The Definition of a Cashless Economy

The meaning of “cashless economy” is simple––it’s an economy that functions without traditional cash payments. The reality is that consumers were gravitating away from cash payments before coronavirus hit, but the pandemic has substantially expedited the shift. The exodus towards exclusively accepting mobile and EMV payments has been fast, and not without backlash.

Forrester’s State of Retail Payments Study found that, since January, no-touch payments have increased for 69 percent of retailers. And 94 percent of retailers that have implemented contactless payments expect the increase to continue over the next 18 months.

Although the government is taking steps to sanitize cash that’s touched a lot of hands, the CDC is also encouraging retail businesses to utilize contactless payments. However, not everyone is going cashless. The Federal Reserve Bank of San Francisco found that nearly two-thirds of people haven’t made a single in-person payment since coronavirus hit the U.S., but those that have are still using cash. This is because many people stop trusting banks in times of economic crisis, and consumers withdrew more cash than usual at the onset of the virus to help them weather the storm.

Advantages of a Cashless Economy

 Despite the fact that coronavirus sent a handful of customers running to their banks to withdraw cash, there are many benefits to a cashless economy. 

More hygienic

The purpose of a cashless economy is to make transactions safer, more convenient, and more affordable. Cashless transactions are also more hygienic, and there’s been a surge in businesses going cashless since the onset of the virus. Los Angeles Times reports that in LA County, only 8% of businesses didn’t use cash in early March, but this number jumped up to 31% in late April, tapering off to around 25% in mid-June.

Lower labor costs 

Another advantage of a cashless economy is that it can help SMBs save in labor costs. Counting, handling, and transporting money can take up a significant portion of employees’ time on the clock. By taking cash out of the equation, employees have more time to focus on other tasks, such as cleaning, preparing pick-up orders, or directly serving customers.

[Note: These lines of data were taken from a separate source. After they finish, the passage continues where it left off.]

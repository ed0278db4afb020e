#[macro_use] extern crate log;

mod data;
mod disjoint_set;
mod error;
mod experiment;
mod percolation;
pub mod deque;
pub mod logging;
pub mod random;
pub mod randomized_queue;
pub mod stats;

pub use data::{Direction, Site};
pub use deque::Deque;
pub use disjoint_set::DisjointSet;
pub use error::{Error, Result};
pub use experiment::{run_trial, ExperimentConfig, PercolationStats};
pub use percolation::Percolation;
pub use randomized_queue::RandomizedQueue;
/// A grid coordinate. Rows and columns both count from 1.
#[derive(Debug, Clone, Copy, PartialEq, Eq, Hash)]
pub struct Site {
    pub row: usize,
    pub col: usize,
}

impl Site {
    pub fn new(row: usize, col: usize) -> Site {
        Site { row, col }
    }

    /// Returns the adjacent site in direction `d`, or `None` if it falls off
    /// an `n`x`n` grid.
    pub fn step_toward(&self, d: Direction, n: usize) -> Option<Site> {
        let (row, col) = match d {
            Direction::North => (self.row.checked_sub(1)?, self.col),
            Direction::South => (self.row + 1, self.col),
            Direction::East => (self.row, self.col + 1),
            Direction::West => (self.row, self.col.checked_sub(1)?),
        };
        if row < 1 || row > n || col < 1 || col > n {
            None
        } else {
            Some(Site { row, col })
        }
    }
}

#[derive(Debug, Copy, Clone, PartialEq, Eq)]
pub enum Direction {
    North, East, South, West,
}

impl Direction {
    pub fn adjacent_directions() -> [Direction; 4] {
        [Direction::North, Direction::East,
        Direction::South, Direction::West]
    }
}

#[cfg(test)]
mod tests {
    use super::*;

    fn neighbors(site: Site, n: usize) -> Vec<Site> {
        Direction::adjacent_directions().iter()
            .filter_map(|&d| site.step_toward(d, n))
            .collect()
    }

    #[test]
    fn interior_site_has_four_neighbors() {
        let ns = neighbors(Site::new(2, 2), 3);
        assert_eq!(ns, vec![Site::new(1, 2), Site::new(2, 3), Site::new(3, 2), Site::new(2, 1)]);
    }

    #[test]
    fn corners_and_edges() {
        assert_eq!(neighbors(Site::new(1, 1), 3), vec![Site::new(1, 2), Site::new(2, 1)]);
        assert_eq!(neighbors(Site::new(3, 3), 3), vec![Site::new(2, 3), Site::new(3, 2)]);
        assert_eq!(neighbors(Site::new(1, 2), 3).len(), 3);
    }

    #[test]
    fn single_site_grid_has_no_neighbors() {
        assert!(neighbors(Site::new(1, 1), 1).is_empty());
    }
}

Reduced risk for robbery and theft 

A cashless economy helps reduce the risk of in-store robbery or stick-up situation. This is especially important at present, when rioting and looting is impacting businesses across the U.S. When you run a cashless store, however, there’s nothing in the till for bandits to steal. There’s no risk when transporting money. There’s also less risk of internal theft because there’s a paper trail for every cent you make. 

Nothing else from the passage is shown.